Mancino-Williams concluded her thread by revealing that she was six-and-a-half months pregnant — a fact she claimed the couple knew but purposely ignored.

In an interview with the Sun, the mother, who also freelances as a writer, doubled down on her condemnation of the elderly woman.

"Her instant dismissiveness of me and the children told me all I needed to know about her," Mancino-Williams said. "I didn't feel it was my responsibility to acquiesce to that kind of behavior."

A spokesman for CrossCountry also acknowledged the episode in a statement to the publication.

"It’s a shame when a family has reserved seats to travel together, to be let down by others who ignore the labels in the back of their chairs," the spokesperson said. "However, we’ll be thanking our conductor for quickly resolving the situation and hope they all enjoyed the extra space in first class."

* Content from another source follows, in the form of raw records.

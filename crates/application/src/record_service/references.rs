use super::*;

impl RecordService {
    /// Loads every record a payload references.
    ///
    /// A non-null foreign key that resolves to nothing is a dangling
    /// reference; an undeclared polymorphic tag is a schema violation.
    pub(super) async fn resolve_references(
        &self,
        schema: &EntitySchema,
        data: &Map<String, Value>,
    ) -> AppResult<Vec<(Reference, Record)>> {
        let references = outgoing_references(schema.relationships(), data)?;
        let mut resolved = Vec::with_capacity(references.len());

        for reference in references {
            let key = RecordKey::single(reference.id.clone());
            let Some(record) = self.store.find(reference.target, &key).await? else {
                return Err(AppError::DanglingReference(format!(
                    "'{}' of '{}' points at missing {} '{}'",
                    reference.field,
                    schema.entity_type().as_str(),
                    reference.target.as_str(),
                    reference.id
                )));
            };
            resolved.push((reference, record));
        }

        Ok(resolved)
    }
}

/// Guard keeping a referenced record alive until the batch commits.
pub(super) fn exists_guard(record: &Record) -> RecordWrite {
    RecordWrite::Exists {
        entity_type: record.entity_type(),
        key: record.key().clone(),
    }
}
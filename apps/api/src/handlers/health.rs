use axum::Json;

use crate::dto::HealthResponse;

pub async fn health_handler() -> Json<HealthResponse> {
    Json(HealthResponse { status: "ok" })
}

The couple at the center of the controversy has yet to be identified, but another Twitter user has reportedly accused them of being similarly rude while boarding a train.

"Whilst waiting at the platform at Cheltenham they pushed the way to the front when the train pulled in and when the doors of the train opened they barged on not letting the passengers who were on the train come off," the user purportedly wrote in a message to Mancino-Williams. "I remember saying to my son very loudly, 'you always wait for people to come off the train before you get on."